=== Begin Enclosure ===

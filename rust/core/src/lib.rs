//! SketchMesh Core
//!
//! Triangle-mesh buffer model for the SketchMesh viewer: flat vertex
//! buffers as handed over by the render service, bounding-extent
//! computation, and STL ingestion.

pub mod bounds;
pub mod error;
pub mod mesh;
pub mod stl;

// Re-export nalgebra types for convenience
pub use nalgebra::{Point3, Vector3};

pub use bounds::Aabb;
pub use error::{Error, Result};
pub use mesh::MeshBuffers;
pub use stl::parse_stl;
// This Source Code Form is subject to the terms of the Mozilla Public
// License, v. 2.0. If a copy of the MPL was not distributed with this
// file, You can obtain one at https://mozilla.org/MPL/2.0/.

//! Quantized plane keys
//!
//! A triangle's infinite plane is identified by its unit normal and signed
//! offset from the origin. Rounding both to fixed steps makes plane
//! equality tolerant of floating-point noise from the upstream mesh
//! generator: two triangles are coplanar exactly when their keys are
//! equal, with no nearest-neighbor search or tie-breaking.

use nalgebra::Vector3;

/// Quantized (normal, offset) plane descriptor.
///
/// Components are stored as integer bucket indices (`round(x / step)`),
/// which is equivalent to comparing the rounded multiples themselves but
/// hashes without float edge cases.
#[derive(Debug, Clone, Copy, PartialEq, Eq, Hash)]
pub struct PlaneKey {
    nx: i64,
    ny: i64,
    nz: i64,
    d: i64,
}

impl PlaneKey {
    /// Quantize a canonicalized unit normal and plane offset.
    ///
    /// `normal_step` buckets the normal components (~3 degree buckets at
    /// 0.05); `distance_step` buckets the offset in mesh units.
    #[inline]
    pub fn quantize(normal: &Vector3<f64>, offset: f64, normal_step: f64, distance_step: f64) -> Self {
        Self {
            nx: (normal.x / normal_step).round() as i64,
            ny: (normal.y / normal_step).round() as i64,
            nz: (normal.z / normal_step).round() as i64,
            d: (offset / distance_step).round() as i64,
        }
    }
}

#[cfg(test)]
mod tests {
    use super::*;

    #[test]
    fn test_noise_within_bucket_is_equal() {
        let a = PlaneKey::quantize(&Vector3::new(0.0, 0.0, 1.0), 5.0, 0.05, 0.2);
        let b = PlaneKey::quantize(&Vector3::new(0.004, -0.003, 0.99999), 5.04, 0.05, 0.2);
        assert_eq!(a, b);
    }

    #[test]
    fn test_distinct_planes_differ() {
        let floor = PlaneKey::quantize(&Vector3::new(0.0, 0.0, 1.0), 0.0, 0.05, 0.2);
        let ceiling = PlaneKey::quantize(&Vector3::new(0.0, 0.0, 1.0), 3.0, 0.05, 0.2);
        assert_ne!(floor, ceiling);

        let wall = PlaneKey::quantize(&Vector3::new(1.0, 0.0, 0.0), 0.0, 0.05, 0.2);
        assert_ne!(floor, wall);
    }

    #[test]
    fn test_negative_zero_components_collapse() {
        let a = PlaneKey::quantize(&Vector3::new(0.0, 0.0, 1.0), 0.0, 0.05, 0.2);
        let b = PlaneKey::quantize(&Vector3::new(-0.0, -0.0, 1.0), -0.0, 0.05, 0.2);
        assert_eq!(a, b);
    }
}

=== End Enclosure ===
=== Begin Enclosure ===

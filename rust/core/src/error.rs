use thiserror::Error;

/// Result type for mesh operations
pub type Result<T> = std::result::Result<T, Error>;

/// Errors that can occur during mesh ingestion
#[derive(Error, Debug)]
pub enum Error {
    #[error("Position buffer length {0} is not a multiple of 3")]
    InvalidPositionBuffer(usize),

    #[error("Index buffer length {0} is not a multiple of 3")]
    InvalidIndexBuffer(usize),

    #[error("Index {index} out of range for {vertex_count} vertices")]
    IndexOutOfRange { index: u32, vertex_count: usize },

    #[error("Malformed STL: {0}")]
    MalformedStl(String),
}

=== End Enclosure ===

◆ EXERCISE OBJECTIVE:
Copy out the lines above exactly, beginning at the one that contains "search or tie-breaking." and ending at the one that contains "5.0, 0.05, 0.2);".

◆ TASK RESULT:
//! equal, with no nearest-neighbor search or tie-breaking.

use nalgebra::Vector3;

/// Quantized (normal, offset) plane descriptor.
///
/// Components are stored as integer bucket indices (`round(x / step)`),
/// which is equivalent to comparing the rounded multiples themselves but
/// hashes without float edge cases.
#[derive(Debug, Clone, Copy, PartialEq, Eq, Hash)]
pub struct PlaneKey {
    nx: i64,
    ny: i64,
    nz: i64,
    d: i64,
}

impl PlaneKey {
    /// Quantize a canonicalized unit normal and plane offset.
    ///
    /// `normal_step` buckets the normal components (~3 degree buckets at
    /// 0.05); `distance_step` buckets the offset in mesh units.
    #[inline]
    pub fn quantize(normal: &Vector3<f64>, offset: f64, normal_step: f64, distance_step: f64) -> Self {
        Self {
            nx: (normal.x / normal_step).round() as i64,
            ny: (normal.y / normal_step).round() as i64,
            nz: (normal.z / normal_step).round() as i64,
            d: (offset / distance_step).round() as i64,
        }
    }
}

#[cfg(test)]
mod tests {
    use super::*;

    #[test]
    fn test_noise_within_bucket_is_equal() {
        let a = PlaneKey::quantize(&Vector3::new(0.0, 0.0, 1.0), 5.0, 0.05, 0.2);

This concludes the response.